On June 6, 2024, the FDA warned patients and healthcare professionals of the potential danger of sulfites in compounded medications. Remember that prescription products that contain sulfites are required by law to contain a sulfite warning due to the potential for serious adverse events in patients who have sulfite allergies.

The warning (here) notes that the FDA has received numerous adverse event reports “of allergic-type reactions potentially related to sulfite-containing compounded drugs.” In addition, the Agency also notes that “[P]atients and health care professionals, using or prescribing compounded drugs, can also ask compounders about the presence of sulfites in the drugs they compound especially when there are concerns about sulfite allergies or sensitivities.

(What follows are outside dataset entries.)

//! Store catalog: the persisted registry of named stores.
//!
//! The catalog records, per store: its stable id, its key policy (key path
//! and auto-increment flag), and the next surrogate key. It is the analog of
//! a database manifest and is saved atomically by [`crate::dir::DatabaseDir`].

use crate::error::{CoreError, CoreResult};
use crate::key::KeyPolicy;
use crate::types::{SequenceNumber, StoreId};
use std::collections::HashMap;

/// Magic bytes for the catalog file.
pub const CATALOG_MAGIC: [u8; 4] = *b"KCAT";

/// Current catalog format version.
pub const CATALOG_VERSION: u16 = 1;

/// Surrogate keys start at 1, matching the observed host-store contract.
const FIRST_SURROGATE: i64 = 1;

/// Open-time configuration for a named store.
///
/// The defaults match the most common shape: an in-line key at field `"id"`
/// with surrogate generation enabled. `key_path = None` selects out-of-line
/// keys.
#[derive(Debug, Clone, PartialEq, Eq)]
pub struct StoreConfig {
    /// Store name.
    pub name: String,
    /// Field of the value holding the key, or `None` for out-of-line keys.
    pub key_path: Option<String>,
    /// Whether to generate surrogate keys when the key field is absent.
    pub auto_increment: bool,
}

impl StoreConfig {
    /// Creates a configuration with the default in-line policy (`"id"` key
    /// field, auto-increment on).
    pub fn new(name: impl Into<String>) -> Self {
        Self {
            name: name.into(),
            key_path: Some("id".to_string()),
            auto_increment: true,
        }
    }

    /// Sets the key path (in-line keys).
    #[must_use]
    pub fn key_path(mut self, path: impl Into<String>) -> Self {
        self.key_path = Some(path.into());
        self
    }

    /// Selects out-of-line keys (no key path, no generation).
    #[must_use]
    pub fn out_of_line(mut self) -> Self {
        self.key_path = None;
        self.auto_increment = false;
        self
    }

    /// Sets whether surrogate keys are generated.
    #[must_use]
    pub const fn auto_increment(mut self, value: bool) -> Self {
        self.auto_increment = value;
        self
    }
}

/// Persisted definition of a store.
#[derive(Debug, Clone, PartialEq, Eq)]
pub struct StoreDef {
    /// Stable store id.
    pub id: StoreId,
    /// Key policy, fixed at creation.
    pub policy: KeyPolicy,
    /// Next surrogate key to hand out.
    pub next_surrogate: i64,
}

/// The store registry plus database-level metadata.
#[derive(Debug, Clone)]
pub struct Catalog {
    /// Format version (major, minor).
    pub format_version: (u16, u16),
    /// Store name to definition.
    stores: HashMap<String, StoreDef>,
    /// Next store id to assign.
    next_store_id: u32,
    /// Last checkpoint sequence number.
    pub last_checkpoint: Option<SequenceNumber>,
}

impl Default for Catalog {
    fn default() -> Self {
        Self::new((1, 0))
    }
}

impl Catalog {
    /// Creates a new empty catalog.
    #[must_use]
    pub fn new(format_version: (u16, u16)) -> Self {
        Self {
            format_version,
            stores: HashMap::new(),
            next_store_id: 1,
            last_checkpoint: None,
        }
    }

    /// Opens a store by name, creating it if absent.
    ///
    /// Opening is idempotent: an existing store is reattached as-is. The key
    /// policy is fixed at creation; reopening with a different policy fails
    /// with [`CoreError::StoreConfigMismatch`].
    ///
    /// Returns the store id and whether the store was newly created.
    pub fn open_store(&mut self, config: &StoreConfig) -> CoreResult<(StoreId, bool)> {
        let policy = KeyPolicy {
            key_path: config.key_path.clone(),
            auto_increment: config.auto_increment,
        };

        if let Some(def) = self.stores.get(&config.name) {
            if def.policy != policy {
                return Err(CoreError::StoreConfigMismatch {
                    name: config.name.clone(),
                });
            }
            return Ok((def.id, false));
        }

        let id = StoreId::new(self.next_store_id);
        self.next_store_id += 1;
        self.stores.insert(
            config.name.clone(),
            StoreDef {
                id,
                policy,
                next_surrogate: FIRST_SURROGATE,
            },
        );
        Ok((id, true))
    }

    /// Looks up a store id by name.
    #[must_use]
    pub fn lookup(&self, name: &str) -> Option<StoreId> {
        self.stores.get(name).map(|def| def.id)
    }

    /// Returns the definition for a store id.
    pub fn def(&self, id: StoreId) -> CoreResult<&StoreDef> {
        self.stores
            .values()
            .find(|def| def.id == id)
            .ok_or(CoreError::UnknownStore { id: id.as_u32() })
    }

    /// Allocates the next surrogate key for a store.
    ///
    /// Surrogates are strictly increasing per store. Keys consumed by a
    /// transaction that later aborts stay burned; gaps are permitted.
    pub fn allocate_surrogate(&mut self, id: StoreId) -> CoreResult<i64> {
        let def = self.def_mut(id)?;
        let key = def.next_surrogate;
        def.next_surrogate += 1;
        Ok(key)
    }

    /// Records a committed integer key so later surrogates stay above it.
    ///
    /// Called for explicit integer keys at write time and for every integer
    /// key seen during recovery, so explicit keys never collide with later
    /// generated ones and counters survive crashes.
    pub fn note_integer_key(&mut self, id: StoreId, key: i64) {
        if let Ok(def) = self.def_mut(id) {
            if def.policy.auto_increment && key >= def.next_surrogate {
                def.next_surrogate = key + 1;
            }
        }
    }

    /// Iterates over all store definitions.
    pub fn defs(&self) -> impl Iterator<Item = (&str, &StoreDef)> {
        self.stores.iter().map(|(name, def)| (name.as_str(), def))
    }

    fn def_mut(&mut self, id: StoreId) -> CoreResult<&mut StoreDef> {
        self.stores
            .values_mut()
            .find(|def| def.id == id)
            .ok_or(CoreError::UnknownStore { id: id.as_u32() })
    }

    /// Encodes the catalog to bytes.
    pub fn encode(&self) -> Vec<u8> {
        let mut buf = Vec::new();

        buf.extend_from_slice(&CATALOG_MAGIC);
        buf.extend_from_slice(&CATALOG_VERSION.to_le_bytes());
        buf.extend_from_slice(&self.format_version.0.to_le_bytes());
        buf.extend_from_slice(&self.format_version.1.to_le_bytes());
        buf.extend_from_slice(&self.next_store_id.to_le_bytes());

        let count = u32::try_from(self.stores.len()).unwrap_or(u32::MAX);
        buf.extend_from_slice(&count.to_le_bytes());

        for (name, def) in &self.stores {
            let name_bytes = name.as_bytes();
            let name_len = u16::try_from(name_bytes.len()).unwrap_or(u16::MAX);
            buf.extend_from_slice(&name_len.to_le_bytes());
            buf.extend_from_slice(&name_bytes[..name_len as usize]);
            buf.extend_from_slice(&def.id.as_u32().to_le_bytes());

            match def.policy.key_path.as_deref() {
                Some(path) => {
                    buf.push(1);
                    let path_bytes = path.as_bytes();
                    let path_len = u16::try_from(path_bytes.len()).unwrap_or(u16::MAX);
                    buf.extend_from_slice(&path_len.to_le_bytes());
                    buf.extend_from_slice(&path_bytes[..path_len as usize]);
                }
                None => buf.push(0),
            }
            buf.push(u8::from(def.policy.auto_increment));
            buf.extend_from_slice(&def.next_surrogate.to_le_bytes());
        }

        match self.last_checkpoint {
            Some(seq) => {
                buf.push(1);
                buf.extend_from_slice(&seq.as_u64().to_le_bytes());
            }
            None => buf.push(0),
        }

        buf
    }

    /// Decodes a catalog from bytes.
    pub fn decode(data: &[u8]) -> CoreResult<Self> {
        let mut cursor = Cursor::new(data);

        if cursor.take(4)? != CATALOG_MAGIC {
            return Err(CoreError::invalid_format("invalid catalog magic"));
        }

        let version = cursor.u16()?;
        if version > CATALOG_VERSION {
            return Err(CoreError::invalid_format(format!(
                "unsupported catalog version: {version}"
            )));
        }

        let format_version = (cursor.u16()?, cursor.u16()?);
        let next_store_id = cursor.u32()?;
        let store_count = cursor.u32()? as usize;

        let mut stores = HashMap::with_capacity(store_count);
        for _ in 0..store_count {
            let name_len = cursor.u16()? as usize;
            let name = std::str::from_utf8(cursor.take(name_len)?)
                .map_err(|_| CoreError::invalid_format("invalid store name"))?
                .to_string();
            let id = StoreId::new(cursor.u32()?);

            let key_path = if cursor.u8()? != 0 {
                let path_len = cursor.u16()? as usize;
                let path = std::str::from_utf8(cursor.take(path_len)?)
                    .map_err(|_| CoreError::invalid_format("invalid key path"))?;
                Some(path.to_string())
            } else {
                None
            };
            let auto_increment = cursor.u8()? != 0;
            let next_surrogate = cursor.i64()?;

            stores.insert(
                name,
                StoreDef {
                    id,
                    policy: KeyPolicy {
                        key_path,
                        auto_increment,
                    },
                    next_surrogate,
                },
            );
        }

        let last_checkpoint = if cursor.u8()? != 0 {
            Some(SequenceNumber::new(cursor.u64()?))
        } else {
            None
        };

        Ok(Self {
            format_version,
            stores,
            next_store_id,
            last_checkpoint,
        })
    }
}

/// Bounds-checked reader over the catalog bytes.
struct Cursor<'a> {
    data: &'a [u8],
    pos: usize,
}

impl<'a> Cursor<'a> {
    fn new(data: &'a [u8]) -> Self {
        Self { data, pos: 0 }
    }

    fn take(&mut self, len: usize) -> CoreResult<&'a [u8]> {
        let end = self
            .pos
            .checked_add(len)
            .filter(|&end| end <= self.data.len())
            .ok_or_else(|| CoreError::invalid_format("catalog too short"))?;
        let slice = &self.data[self.pos..end];
        self.pos = end;
        Ok(slice)
    }

    fn u8(&mut self) -> CoreResult<u8> {
        Ok(self.take(1)?[0])
    }

    fn u16(&mut self) -> CoreResult<u16> {
        Ok(u16::from_le_bytes(self.take(2)?.try_into().unwrap()))
    }

    fn u32(&mut self) -> CoreResult<u32> {
        Ok(u32::from_le_bytes(self.take(4)?.try_into().unwrap()))
    }

    fn u64(&mut self) -> CoreResult<u64> {
        Ok(u64::from_le_bytes(self.take(8)?.try_into().unwrap()))
    }

    fn i64(&mut self) -> CoreResult<i64> {
        Ok(i64::from_le_bytes(self.take(8)?.try_into().unwrap()))
    }
}

#[cfg(test)]
mod tests {
    use super::*;

    #[test]
    fn open_store_is_idempotent() {
        let mut catalog = Catalog::default();

        let (id1, created1) = catalog.open_store(&StoreConfig::new("users")).unwrap();
        let (id2, created2) = catalog.open_store(&StoreConfig::new("users")).unwrap();
        let (other, _) = catalog.open_store(&StoreConfig::new("posts")).unwrap();

        assert_eq!(id1, id2);
        assert!(created1);
        assert!(!created2);
        assert_ne!(id1, other);
    }

    #[test]
    fn reopening_with_different_policy_fails() {
        let mut catalog = Catalog::default();
        catalog.open_store(&StoreConfig::new("users")).unwrap();

        let result = catalog.open_store(&StoreConfig::new("users").out_of_line());
        assert!(matches!(
            result,
            Err(CoreError::StoreConfigMismatch { .. })
        ));
    }

    #[test]
    fn surrogates_are_strictly_increasing() {
        let mut catalog = Catalog::default();
        let (id, _) = catalog.open_store(&StoreConfig::new("users")).unwrap();

        let k1 = catalog.allocate_surrogate(id).unwrap();
        let k2 = catalog.allocate_surrogate(id).unwrap();
        assert_eq!(k1, 1);
        assert!(k2 > k1);
    }

    #[test]
    fn explicit_keys_push_the_counter_up() {
        let mut catalog = Catalog::default();
        let (id, _) = catalog.open_store(&StoreConfig::new("users")).unwrap();

        catalog.note_integer_key(id, 10);
        assert_eq!(catalog.allocate_surrogate(id).unwrap(), 11);

        // A smaller key never moves the counter backwards.
        catalog.note_integer_key(id, 3);
        assert_eq!(catalog.allocate_surrogate(id).unwrap(), 12);
    }

    #[test]
    fn note_integer_key_ignores_non_generating_stores() {
        let mut catalog = Catalog::default();
        let (id, _) = catalog
            .open_store(&StoreConfig::new("raw").out_of_line())
            .unwrap();

        catalog.note_integer_key(id, 100);
        assert_eq!(catalog.def(id).unwrap().next_surrogate, 1);
    }

    #[test]
    fn encode_decode_roundtrip() {
        let mut catalog = Catalog::new((1, 2));
        let (users, _) = catalog.open_store(&StoreConfig::new("users")).unwrap();
        catalog
            .open_store(&StoreConfig::new("raw").out_of_line())
            .unwrap();
        catalog.allocate_surrogate(users).unwrap();
        catalog.note_integer_key(users, 41);
        catalog.last_checkpoint = Some(SequenceNumber::new(17));

        let decoded = Catalog::decode(&catalog.encode()).unwrap();

        assert_eq!(decoded.format_version, catalog.format_version);
        assert_eq!(decoded.next_store_id, catalog.next_store_id);
        assert_eq!(decoded.last_checkpoint, catalog.last_checkpoint);
        assert_eq!(decoded.stores, catalog.stores);
        assert_eq!(decoded.def(users).unwrap().next_surrogate, 42);
    }

    #[test]
    fn invalid_magic_rejected() {
        assert!(Catalog::decode(b"XXXX").is_err());
    }

    #[test]
    fn truncated_catalog_rejected() {
        let catalog = Catalog::default();
        let encoded = catalog.encode();
        assert!(Catalog::decode(&encoded[..encoded.len() - 1]).is_err());
    }

    #[test]
    fn unknown_store_id_fails() {
        let catalog = Catalog::default();
        assert!(matches!(
            catalog.def(StoreId::new(9)),
            Err(CoreError::UnknownStore { id: 9 })
        ));
    }
}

FDA also encourages compounders to indicate the presence of sulfites on product labels, and/or include a sulfite warning statement, to minimize the risk of adverse reactions in individuals with a sulfite allergy or sensitivity.”

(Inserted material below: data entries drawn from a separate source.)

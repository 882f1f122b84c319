//! Streaming WAL record iterator.

use crate::error::{CoreError, CoreResult};
use crate::wal::record::{WalRecord, WalRecordType, WAL_MAGIC, WAL_VERSION};
use crate::wal::writer::{CRC_SIZE, HEADER_SIZE};
use keva_storage::StorageBackend;

/// A streaming iterator over WAL records.
///
/// Reads one record per step directly from the backend, so memory use stays
/// constant regardless of WAL size. Yields `(offset, record)` pairs.
///
/// Tolerated vs. fatal conditions follow the recovery policy documented in
/// [`crate::wal`]: a truncated record at the tail ends iteration cleanly; a
/// checksum mismatch, bad magic, unknown type, or future version yields an
/// error.
pub struct WalIterator<'a> {
    backend: &'a dyn StorageBackend,
    size: u64,
    offset: u64,
    finished: bool,
}

impl<'a> WalIterator<'a> {
    /// Creates an iterator over the full WAL.
    pub(crate) fn new(backend: &'a dyn StorageBackend) -> CoreResult<Self> {
        let size = backend.size()?;
        Ok(Self {
            backend,
            size,
            offset: 0,
            finished: false,
        })
    }

    fn read_next(&mut self) -> CoreResult<Option<(u64, WalRecord)>> {
        if self.finished || self.offset >= self.size {
            self.finished = true;
            return Ok(None);
        }

        let record_offset = self.offset;
        let remaining = (self.size - self.offset) as usize;

        // A header that doesn't fit is a crash mid-write: clean end-of-log.
        if remaining < HEADER_SIZE {
            self.finished = true;
            return Ok(None);
        }

        let header = self.backend.read_at(self.offset, HEADER_SIZE)?;

        if header[0..4] != WAL_MAGIC {
            self.finished = true;
            return Err(CoreError::wal_corruption(format!(
                "invalid magic at offset {record_offset}"
            )));
        }

        let version = u16::from_le_bytes([header[4], header[5]]);
        if version > WAL_VERSION {
            self.finished = true;
            return Err(CoreError::wal_corruption(format!(
                "unsupported WAL version: {version}"
            )));
        }

        let Some(record_type) = WalRecordType::from_byte(header[6]) else {
            self.finished = true;
            return Err(CoreError::wal_corruption(format!(
                "unknown record type {} at offset {record_offset}",
                header[6]
            )));
        };

        let payload_len =
            u32::from_le_bytes([header[7], header[8], header[9], header[10]]) as usize;
        let total_len = HEADER_SIZE + payload_len + CRC_SIZE;

        // A payload that doesn't fit is likewise a truncated tail.
        if remaining < total_len {
            self.finished = true;
            return Ok(None);
        }

        let envelope = self.backend.read_at(self.offset, total_len)?;

        let stored_crc = u32::from_le_bytes(
            envelope[total_len - CRC_SIZE..]
                .try_into()
                .expect("CRC trailer is 4 bytes"),
        );
        let computed_crc = crc32fast::hash(&envelope[..total_len - CRC_SIZE]);
        if stored_crc != computed_crc {
            self.finished = true;
            return Err(CoreError::ChecksumMismatch {
                expected: stored_crc,
                actual: computed_crc,
            });
        }

        let payload = &envelope[HEADER_SIZE..HEADER_SIZE + payload_len];
        let record = WalRecord::decode_payload(record_type, payload)?;

        self.offset += total_len as u64;
        Ok(Some((record_offset, record)))
    }
}

impl Iterator for WalIterator<'_> {
    type Item = CoreResult<(u64, WalRecord)>;

    fn next(&mut self) -> Option<Self::Item> {
        match self.read_next() {
            Ok(Some(item)) => Some(Ok(item)),
            Ok(None) => None,
            Err(e) => {
                self.finished = true;
                Some(Err(e))
            }
        }
    }
}

#[cfg(test)]
mod tests {
    use super::*;
    use crate::types::{SequenceNumber, TransactionId};
    use crate::wal::WalManager;
    use keva_storage::MemoryBackend;

    /// Encodes a record with its full envelope, as `WalManager::append` does.
    fn envelope(record: &WalRecord) -> Vec<u8> {
        let payload = record.encode_payload();
        let mut data = Vec::new();
        data.extend_from_slice(&WAL_MAGIC);
        data.extend_from_slice(&WAL_VERSION.to_le_bytes());
        data.push(record.record_type().as_byte());
        data.extend_from_slice(&(payload.len() as u32).to_le_bytes());
        data.extend_from_slice(&payload);
        let crc = crc32fast::hash(&data);
        data.extend_from_slice(&crc.to_le_bytes());
        data
    }

    fn begin(txid: u64) -> WalRecord {
        WalRecord::Begin {
            txid: TransactionId::new(txid),
        }
    }

    fn wal_over(image: Vec<u8>) -> WalManager {
        WalManager::new(Box::new(MemoryBackend::with_data(image)))
    }

    #[test]
    fn iterates_all_records() {
        let wal = WalManager::new(Box::new(MemoryBackend::new()));
        for i in 0..5 {
            wal.append(&begin(i)).unwrap();
        }

        let records: Vec<_> = wal.iter().unwrap().map(Result::unwrap).collect();
        assert_eq!(records.len(), 5);
        assert_eq!(records[4].1, begin(4));
    }

    #[test]
    fn truncated_tail_ends_iteration_cleanly() {
        let commit = WalRecord::Commit {
            txid: TransactionId::new(1),
            sequence: SequenceNumber::new(1),
        };

        let mut image = envelope(&begin(1));
        let first_len = image.len();
        image.extend_from_slice(&envelope(&commit));

        // Cut the image mid-payload in the second record, as a crash during
        // the commit write would.
        image.truncate(first_len + HEADER_SIZE + 2);

        let records: Vec<_> = wal_over(image)
            .iter()
            .unwrap()
            .map(Result::unwrap)
            .collect();
        assert_eq!(records.len(), 1, "torn tail record must be dropped");
        assert_eq!(records[0].1, begin(1));
    }

    #[test]
    fn truncated_header_ends_iteration_cleanly() {
        let mut image = envelope(&begin(1));
        image.extend_from_slice(&envelope(&begin(2))[..HEADER_SIZE - 3]);

        let records: Vec<_> = wal_over(image)
            .iter()
            .unwrap()
            .map(Result::unwrap)
            .collect();
        assert_eq!(records.len(), 1);
    }

    #[test]
    fn corrupted_record_is_fatal() {
        let mut image = envelope(&begin(1));
        image[HEADER_SIZE + 2] ^= 0xFF;

        let result: CoreResult<Vec<_>> = wal_over(image).iter().unwrap().collect();
        assert!(matches!(result, Err(CoreError::ChecksumMismatch { .. })));
    }

    #[test]
    fn bad_magic_is_fatal() {
        let result: CoreResult<Vec<_>> = wal_over(b"NOPEnopeNOPEnope".to_vec())
            .iter()
            .unwrap()
            .collect();
        assert!(matches!(result, Err(CoreError::WalCorruption { .. })));
    }

    #[test]
    fn future_version_is_fatal() {
        let mut image = envelope(&begin(1));
        let bumped = (WAL_VERSION + 1).to_le_bytes();
        image[4] = bumped[0];
        image[5] = bumped[1];

        let result: CoreResult<Vec<_>> = wal_over(image).iter().unwrap().collect();
        assert!(matches!(result, Err(CoreError::WalCorruption { .. })));
    }
}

The Agency describes receiving reports of the following adverse drug events linked to compounded drugs:

  • complaints of conjunctivitis (pink eye)
  • itchy eyes
  • swollen eyelids
  • respiratory failure (breathing difficulty with low blood oxygen)

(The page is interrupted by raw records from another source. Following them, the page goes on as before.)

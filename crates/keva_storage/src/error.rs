//! Error types for storage operations.

use std::io;
use thiserror::Error;

/// Result type for storage operations.
pub type StorageResult<T> = Result<T, StorageError>;

/// Errors that can occur during storage operations.
#[derive(Debug, Error)]
pub enum StorageError {
    /// An I/O error occurred.
    #[error("I/O error: {0}")]
    Io(#[from] io::Error),

    /// Attempted to read beyond the end of the store.
    #[error("read beyond end of storage: offset {offset}, len {len}, size {size}")]
    OutOfBounds {
        /// The requested read offset.
        offset: u64,
        /// The requested read length.
        len: usize,
        /// The current storage size.
        size: u64,
    },

    /// Attempted to truncate to a size larger than the current size.
    #[error("cannot grow storage via truncate: requested {requested}, size {size}")]
    InvalidTruncate {
        /// The requested new size.
        requested: u64,
        /// The current storage size.
        size: u64,
    },
}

The onus in this case appears to be on the patient with known sulfite allergies or the provider who should (presumably) be aware of the patient’s allergies in order to take an active part in understanding whether compounded prescriptions the patient requires may contain sulfites or added sulfites. Perhaps it’s time for states to require a warning on all compounded drugs to which sulfites are added or present as part of the formulation?